Simulation-Optimization Approach for Multi-Period Facility Location Problems with Forecasted and Random Demands in a Last-Mile Logistics Application

The introduction of automated parcel locker (APL) systems is one possible approach to improve urban logistics (UL) activities. Based on the city of Dortmund as case study, we propose a simulation-optimization approach integrating a system dynamics simulation model (SDSM) with a multi-period capacitated facility location problem (CFLP). We propose this integrated model as a decision support tool for future APL implementations as a last-mile distribution scheme.

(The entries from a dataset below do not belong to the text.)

use tender_dash::data::filter::ColumnFilter;
use tender_dash::data::loader::Source;
use tender_dash::data::pipeline::{Dataset, DatasetProfile, Report, Selections};
use tender_dash::DashboardConfig;

// ---------------------------------------------------------------------------
// Navigation
// ---------------------------------------------------------------------------

#[derive(Debug, Clone, Copy, PartialEq, Eq)]
pub enum Page {
    Home,
    Data(DatasetProfile),
}

// ---------------------------------------------------------------------------
// Grid sorting
// ---------------------------------------------------------------------------

/// Which grid column is sorted, and which way.
#[derive(Debug, Clone, Copy, Default, PartialEq, Eq)]
pub struct SortState {
    pub column: Option<usize>,
    pub descending: bool,
}

impl SortState {
    pub fn by(column: usize, descending: bool) -> Self {
        SortState {
            column: Some(column),
            descending,
        }
    }

    /// Header click: first click sorts ascending, the next flips direction.
    pub fn toggle(&mut self, column: usize) {
        if self.column == Some(column) {
            self.descending = !self.descending;
        } else {
            *self = SortState::by(column, false);
        }
    }
}

// ---------------------------------------------------------------------------
// Per-page state
// ---------------------------------------------------------------------------

/// One data page: its source, the prepared dataset and the latest report.
pub struct PageState {
    pub profile: DatasetProfile,
    pub use_upload: bool,
    pub upload: Option<Source>,
    pub dataset: Option<Dataset>,
    pub selections: Option<Selections>,
    pub report: Option<Report>,
    /// Load failure shown instead of the page body.
    pub error: Option<String>,
    /// Neutral hint, e.g. waiting for an upload.
    pub info: Option<String>,
    pub summary_sort: SortState,
    pub data_sort: SortState,
    loaded: bool,
}

impl PageState {
    pub fn new(profile: DatasetProfile) -> Self {
        Self {
            profile,
            use_upload: false,
            upload: None,
            dataset: None,
            selections: None,
            report: None,
            error: None,
            info: None,
            summary_sort: SortState::default(),
            data_sort: SortState::default(),
            loaded: false,
        }
    }

    /// Load the page's source the first time it is shown.
    pub fn ensure_loaded(&mut self, config: &DashboardConfig) {
        if !self.loaded {
            self.reload(config);
        }
    }

    /// Re-read the current source and reset every selection.
    pub fn reload(&mut self, config: &DashboardConfig) {
        self.loaded = true;
        self.dataset = None;
        self.selections = None;
        self.report = None;
        self.error = None;
        self.info = None;
        self.summary_sort = SortState::default();
        self.data_sort = SortState::default();

        let source = if self.use_upload {
            match &self.upload {
                Some(src) => Some(src.clone()),
                None => {
                    self.info = Some("Upload a CSV or Excel file to start.".to_string());
                    return;
                }
            }
        } else {
            None
        };

        match Dataset::prepare(self.profile, source, config) {
            Ok(dataset) => {
                log::info!(
                    "{}: {} rows, columns {:?}",
                    dataset.source_name,
                    dataset.table.row_count(),
                    dataset.table.column_names()
                );
                self.selections = Some(dataset.default_selections());
                self.dataset = Some(dataset);
                self.refresh();
            }
            Err(e) => {
                log::error!("Failed to load {}: {e:#}", self.profile.page_title());
                self.error = Some(format!("Error: {e}"));
            }
        }
    }

    /// Recompute the report after a selection change.
    pub fn refresh(&mut self) {
        if let (Some(ds), Some(sel)) = (&self.dataset, &self.selections) {
            let report = ds.evaluate(sel);
            if report.summary.is_some() && self.summary_sort.column.is_none() {
                // summary arrives sorted by its first sum, largest first
                self.summary_sort = SortState::by(1, true);
            }
            self.report = Some(report);
        }
    }

    /// Switch between the default file and an uploaded one.
    pub fn set_use_upload(&mut self, use_upload: bool, config: &DashboardConfig) {
        self.use_upload = use_upload;
        self.reload(config);
    }

    pub fn set_upload(&mut self, source: Source, config: &DashboardConfig) {
        self.upload = Some(source);
        self.use_upload = true;
        self.reload(config);
    }

    /// Select every option of a categorical filter.
    pub fn select_all(&mut self, column: &str) {
        if let Some(sel) = &mut self.selections {
            if let Some(ColumnFilter::Categorical { options, selected }) =
                sel.filters.get_mut(column)
            {
                *selected = options.iter().cloned().collect();
            }
        }
        self.refresh();
    }

    /// Clear a categorical filter, which shows every row again.
    pub fn select_none(&mut self, column: &str) {
        if let Some(sel) = &mut self.selections {
            sel.filters.select(column, Vec::<String>::new());
        }
        self.refresh();
    }
}

// ---------------------------------------------------------------------------
// Application state
// ---------------------------------------------------------------------------

/// The full UI state, independent of rendering.
pub struct AppState {
    pub config: DashboardConfig,
    pub page: Page,
    pub tender: PageState,
    pub estimate: PageState,
    /// Status / error message shown in the top bar.
    pub status_message: Option<String>,
}

impl AppState {
    pub fn new(config: DashboardConfig) -> Self {
        Self {
            config,
            page: Page::Home,
            tender: PageState::new(DatasetProfile::Tender),
            estimate: PageState::new(DatasetProfile::Estimate),
            status_message: None,
        }
    }

    pub fn open(&mut self, page: Page) {
        self.page = page;
        self.status_message = None;
        if let Page::Data(profile) = page {
            let config = self.config.clone();
            self.page_mut(profile).ensure_loaded(&config);
        }
    }

    pub fn page_mut(&mut self, profile: DatasetProfile) -> &mut PageState {
        match profile {
            DatasetProfile::Tender => &mut self.tender,
            DatasetProfile::Estimate => &mut self.estimate,
        }
    }

    /// Current data page with the config it loads against.
    pub fn current_page(&mut self) -> Option<(&mut PageState, &DashboardConfig)> {
        match self.page {
            Page::Home => None,
            Page::Data(DatasetProfile::Tender) => Some((&mut self.tender, &self.config)),
            Page::Data(DatasetProfile::Estimate) => Some((&mut self.estimate, &self.config)),
        }
    }
}
use eframe::egui::{self, Ui};
use egui_extras::{Column as GridColumn, TableBuilder};

use tender_dash::data::aggregate::GroupedSums;
use tender_dash::data::model::{CellValue, Table};
use tender_dash::data::pipeline::format_grouped;

use crate::state::SortState;

const ROW_HEIGHT: f32 = 20.0;

// ---------------------------------------------------------------------------
// Sortable grid
// ---------------------------------------------------------------------------

/// Read-only grid with click-to-sort headers.
///
/// `cell(row, col)` supplies values; numbers are shown with `decimals`
/// places and grouping when set, as-is otherwise.
fn sortable_grid(
    ui: &mut Ui,
    id: &str,
    headers: &[String],
    rows: usize,
    cell: &dyn Fn(usize, usize) -> CellValue,
    decimals: Option<usize>,
    sort: &mut SortState,
) {
    let mut order: Vec<usize> = (0..rows).collect();
    if let Some(c) = sort.column.filter(|c| *c < headers.len()) {
        order.sort_by(|&a, &b| cell(a, c).cmp(&cell(b, c)));
        if sort.descending {
            order.reverse();
        }
    }

    let mut clicked = None;
    ui.push_id(id, |ui: &mut Ui| {
        TableBuilder::new(ui)
            .striped(true)
            .resizable(true)
            .vscroll(true)
            .max_scroll_height(420.0)
            .cell_layout(egui::Layout::left_to_right(egui::Align::Center))
            .columns(GridColumn::auto().at_least(70.0), headers.len())
            .header(ROW_HEIGHT + 4.0, |mut header| {
                for (i, name) in headers.iter().enumerate() {
                    header.col(|ui: &mut Ui| {
                        let arrow = match *sort {
                            SortState { column: Some(c), descending } if c == i => {
                                if descending { " ⏷" } else { " ⏶" }
                            }
                            _ => "",
                        };
                        if ui.button(format!("{name}{arrow}")).clicked() {
                            clicked = Some(i);
                        }
                    });
                }
            })
            .body(|body| {
                body.rows(ROW_HEIGHT, order.len(), |mut row| {
                    let r = order[row.index()];
                    for c in 0..headers.len() {
                        row.col(|ui: &mut Ui| {
                            ui.label(display(&cell(r, c), decimals));
                        });
                    }
                });
            });
    });

    if let Some(i) = clicked {
        sort.toggle(i);
    }
}

fn display(value: &CellValue, decimals: Option<usize>) -> String {
    match (value, decimals) {
        (CellValue::Number(v), Some(d)) => format_grouped(*v, d),
        (other, _) => other.to_string(),
    }
}

/// Every column of a table.
pub fn table_grid(ui: &mut Ui, id: &str, table: &Table, sort: &mut SortState) {
    let headers: Vec<String> = table.column_names().into_iter().map(String::from).collect();
    let columns = table.columns();
    sortable_grid(
        ui,
        id,
        &headers,
        table.row_count(),
        &|r, c| columns[c].cell(r),
        None,
        sort,
    );
}

/// Key column followed by the summed columns.
pub fn grouped_grid(ui: &mut Ui, id: &str, grouped: &GroupedSums, sort: &mut SortState) {
    let headers: Vec<String> = std::iter::once(grouped.key_column.clone())
        .chain(grouped.value_columns.iter().cloned())
        .collect();
    let cell = |r: usize, c: usize| {
        let row = &grouped.rows[r];
        if c == 0 {
            row.key.clone()
        } else {
            CellValue::Number(row.sums[c - 1])
        }
    };
    sortable_grid(ui, id, &headers, grouped.rows.len(), &cell, Some(2), sort);
}
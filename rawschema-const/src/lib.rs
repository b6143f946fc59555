//! Lossless storage and validation of the JSON Schema `const` keyword.
//!
//! A [`ConstValue`] holds exactly one JSON value as canonical JSON bytes,
//! whichever surface syntax it was read from. JSON input is stored verbatim;
//! YAML nodes are converted to JSON first. Both paths run [`validate_const`]
//! on the decoded value before anything is committed.
//!
//! ```
//! use rawschema_const::ConstValue;
//!
//! let value = ConstValue::from_json(br#"{"status": "active"}"#).unwrap();
//! assert_eq!(value.encode_json(), br#"{"status": "active"}"#);
//!
//! let err = ConstValue::from_json(b"{}").unwrap_err();
//! assert_eq!(err.to_string(), "const cannot be an empty object");
//! ```

mod error;
mod validate;
mod value;
pub mod yaml;

pub use error::{ConstError, ConvertError};
pub use validate::{ConstViolation, RESERVED_STRING, validate_const};
pub use value::ConstValue;
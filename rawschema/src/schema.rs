use std::fmt;

use serde::Serialize;

use crate::literal::Literal;
use crate::location::Location;

/// The seven JSON Schema primitive types.
#[derive(Debug, Clone, Copy, PartialEq, Eq, Hash, Serialize)]
#[serde(rename_all = "lowercase")]
pub enum SchemaType {
    String,
    Integer,
    Number,
    Boolean,
    Null,
    Object,
    Array,
}

impl SchemaType {
    pub const ALL: [Self; 7] = [
        Self::String,
        Self::Integer,
        Self::Number,
        Self::Boolean,
        Self::Null,
        Self::Object,
        Self::Array,
    ];

    #[must_use]
    pub fn as_str(self) -> &'static str {
        match self {
            Self::String => "string",
            Self::Integer => "integer",
            Self::Number => "number",
            Self::Boolean => "boolean",
            Self::Null => "null",
            Self::Object => "object",
            Self::Array => "array",
        }
    }

    /// Looks up a type by its keyword spelling.
    #[must_use]
    pub fn from_name(name: &str) -> Option<Self> {
        Self::ALL.into_iter().find(|t| t.as_str() == name)
    }
}

impl fmt::Display for SchemaType {
    fn fmt(&self, f: &mut fmt::Formatter<'_>) -> fmt::Result {
        f.write_str(self.as_str())
    }
}

/// A parsed schema node.
///
/// `const_value` is `Some` exactly when the document had a `const` key;
/// `const: null` parses to `Some(Literal::Null)`. `enum_values` is parsed on
/// its own and never consulted against `const_value`.
#[derive(Debug, Clone, Default, PartialEq, Serialize)]
pub struct Schema {
    #[serde(rename = "type", skip_serializing_if = "Option::is_none")]
    pub schema_type: Option<SchemaType>,

    #[serde(skip_serializing_if = "Option::is_none")]
    pub format: Option<String>,

    #[serde(skip_serializing_if = "Option::is_none")]
    pub description: Option<String>,

    #[serde(skip_serializing_if = "std::ops::Not::not")]
    pub nullable: bool,

    #[serde(skip_serializing_if = "Vec::is_empty")]
    pub properties: Vec<Property>,

    #[serde(skip_serializing_if = "Option::is_none")]
    pub items: Option<Box<Schema>>,

    #[serde(rename = "enum", skip_serializing_if = "Vec::is_empty")]
    pub enum_values: Vec<Literal>,

    #[serde(rename = "const", skip_serializing_if = "Option::is_none")]
    pub const_value: Option<Literal>,

    #[serde(skip)]
    pub location: Location,
}

impl Schema {
    /// Whether the document declared `const` for this node.
    #[must_use]
    pub fn const_set(&self) -> bool {
        self.const_value.is_some()
    }

    #[must_use]
    pub fn property(&self, name: &str) -> Option<&Property> {
        self.properties.iter().find(|p| p.name == name)
    }

    /// Visits this node and every nested schema, depth first, in document order.
    pub fn walk<'a>(&'a self, visit: &mut impl FnMut(&'a Schema)) {
        visit(self);
        for prop in &self.properties {
            prop.schema.walk(visit);
        }
        if let Some(items) = &self.items {
            items.walk(visit);
        }
    }
}

#[derive(Debug, Clone, PartialEq, Serialize)]
pub struct Property {
    pub name: String,
    pub schema: Schema,
    pub required: bool,
}
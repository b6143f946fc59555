//! Turns [`RawDocument`]s into typed [`Schema`] trees.
//!
//! Each `const` fragment is decoded through the [`ConstValue`] entrypoint for
//! the document's format, which validates it, and is then materialized as a
//! [`Literal`]. Failures carry the keyword location. `enum` is handled
//! separately and the two keywords never look at each other.

use std::path::Path;

use rawschema_const::ConstValue;
use serde_json::Value;

use crate::document::{DocumentFormat, RawDocument, decode_document, load_file};
use crate::error::ParseError;
use crate::literal::Literal;
use crate::location::{File, Location, Pointer};
use crate::raw::{ConstSource, RawSchema};
use crate::schema::{Property, Schema, SchemaType};

/// Default limit on schema nesting.
/// Prevents stack overflow on deeply nested or maliciously crafted documents.
pub const DEFAULT_MAX_DEPTH: usize = 64;

/// Parser configuration.
#[derive(Debug, Clone)]
#[non_exhaustive]
pub struct Settings {
    /// Document name used in locations and error messages.
    pub file: File,
    /// Maximum number of nested schema levels below the root.
    pub max_depth: usize,
}

impl Settings {
    #[must_use]
    pub fn new(file: File) -> Self {
        Self {
            file,
            ..Self::default()
        }
    }

    #[must_use]
    pub fn with_max_depth(mut self, max_depth: usize) -> Self {
        self.max_depth = max_depth;
        self
    }
}

impl Default for Settings {
    fn default() -> Self {
        Self {
            file: File::default(),
            max_depth: DEFAULT_MAX_DEPTH,
        }
    }
}

#[derive(Debug, Clone, Default)]
pub struct Parser {
    settings: Settings,
}

impl Parser {
    #[must_use]
    pub fn new(settings: Settings) -> Self {
        Self { settings }
    }

    #[must_use]
    pub fn settings(&self) -> &Settings {
        &self.settings
    }

    /// Parses a decoded document rooted at `settings.file`.
    ///
    /// # Errors
    ///
    /// Returns a [`ParseError`] carrying the keyword location on the first
    /// invalid keyword.
    pub fn parse(&self, doc: &RawDocument) -> Result<Schema, ParseError> {
        self.parse_root(doc, self.settings.file.clone())
    }

    /// Decodes and parses document bytes. The format follows the extension
    /// of `settings.file`.
    ///
    /// # Errors
    ///
    /// Returns a [`ParseError`] if decoding or parsing fails.
    pub fn parse_document(&self, data: &[u8]) -> Result<Schema, ParseError> {
        let file = &self.settings.file;
        let format = DocumentFormat::from_path(Path::new(file.name()));
        let doc = decode_document(file, data, format)?;
        self.parse(&doc)
    }

    /// Reads, decodes and parses a document from disk, naming it after `path`.
    ///
    /// # Errors
    ///
    /// Returns a [`ParseError`] if reading, decoding or parsing fails.
    pub fn parse_file(&self, path: &Path) -> Result<Schema, ParseError> {
        let (file, doc) = load_file(path)?;
        self.parse_root(&doc, file)
    }

    fn parse_root(&self, doc: &RawDocument, file: File) -> Result<Schema, ParseError> {
        let root = Location::new(file, Pointer::root());
        match doc {
            RawDocument::Json(raw) => self.parse_node(raw, root, 0),
            RawDocument::Yaml(raw) => self.parse_node(raw, root, 0),
        }
    }

    fn parse_node<C: ConstSource>(
        &self,
        raw: &RawSchema<C>,
        location: Location,
        depth: usize,
    ) -> Result<Schema, ParseError> {
        if depth > self.settings.max_depth {
            return Err(ParseError::TooDeep {
                location,
                max: self.settings.max_depth,
            });
        }

        let schema_type = raw
            .schema_type
            .as_deref()
            .map(|name| {
                SchemaType::from_name(name).ok_or_else(|| ParseError::UnknownType {
                    location: location.child("type"),
                    name: name.to_owned(),
                })
            })
            .transpose()?;

        let mut properties = Vec::with_capacity(raw.properties.len());
        for prop in &raw.properties {
            let schema = self.parse_node(
                &prop.schema,
                location.child("properties").child(&prop.name),
                depth + 1,
            )?;
            properties.push(Property {
                name: prop.name.clone(),
                schema,
                required: raw.required.contains(&prop.name),
            });
        }

        let items = match &raw.items {
            Some(items) => Some(Box::new(self.parse_node(
                items,
                location.child("items"),
                depth + 1,
            )?)),
            None => None,
        };

        let enum_values = match &raw.enum_values {
            Some(values) => parse_enum(values, &location.child("enum"))?,
            None => Vec::new(),
        };

        let const_value = raw
            .const_value
            .as_ref()
            .map(|value| parse_const(value, &location.child("const")))
            .transpose()?;

        Ok(Schema {
            schema_type,
            format: raw.format.clone(),
            description: raw.description.clone(),
            nullable: raw.nullable,
            properties,
            items,
            enum_values,
            const_value,
            location,
        })
    }
}

fn parse_const<C: ConstSource>(fragment: &C, location: &Location) -> Result<Literal, ParseError> {
    let const_error = |err| ParseError::Const {
        location: location.clone(),
        source: err,
    };
    let value: ConstValue = fragment.decode_const().map_err(const_error)?;
    let decoded = value.to_value().map_err(|e| const_error(e.into()))?;
    // Decoding always fills the container.
    let literal = decoded.as_ref().map_or(Literal::Null, Literal::from);
    tracing::debug!(pointer = %location.pointer, value = %literal, "parsed const");
    Ok(literal)
}

fn parse_enum(values: &[Value], location: &Location) -> Result<Vec<Literal>, ParseError> {
    if values.is_empty() {
        return Err(ParseError::EmptyEnum {
            location: location.clone(),
        });
    }
    for (index, value) in values.iter().enumerate() {
        if values[..index].contains(value) {
            return Err(ParseError::DuplicateEnum {
                location: location.index(index),
                index,
                value: Literal::from(value),
            });
        }
    }
    tracing::debug!(pointer = %location.pointer, count = values.len(), "parsed enum");
    Ok(values.iter().map(Literal::from).collect())
}
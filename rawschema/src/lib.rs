//! JSON Schema documents with lossless `const` handling.
//!
//! Documents are decoded from JSON or YAML into a [`RawDocument`], then turned
//! into a typed [`Schema`] tree by [`Parser`]. Each `const` value is decoded
//! and validated by [`rawschema_const`] through the entrypoint matching the
//! document's format.

pub mod document;
pub mod error;
pub mod literal;
pub mod location;
pub mod parser;
pub mod raw;
pub mod schema;


// Re-export commonly used types
pub use document::{DocumentFormat, RawDocument, decode_document, load_file};
pub use error::ParseError;
pub use literal::Literal;
pub use location::{File, Location, Pointer};
pub use parser::{DEFAULT_MAX_DEPTH, Parser, Settings};
pub use rawschema_const::{ConstError, ConstValue, ConstViolation};
pub use raw::{ConstSource, RawProperties, RawProperty, RawSchema};
pub use schema::{Property, Schema, SchemaType};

First, we built a causal-loop and stock-flow diagram to show main components and interdependencies of the APL systems. Then, we formulated a multi-period CFLP model to determine the optimal number of APLs for each period. Finally, we used a Monte Carlo simulation to estimate the costs and reliability level with random demands. We evaluate three e-shopper rate scenarios with the SDSM, and then analyze ten detailed demand configurations based on the results for the middle-size scenario with our CFLP model. After 36 months, the number of APLs increases from 99 to 165 with the growing demand, and stabilizes in all configurations from month 24. A middle-demand configuration, which has total costs of about 750,000€, already locates a suitable number of APLs. If the budget is lower, our approach offers alternatives for decision-makers.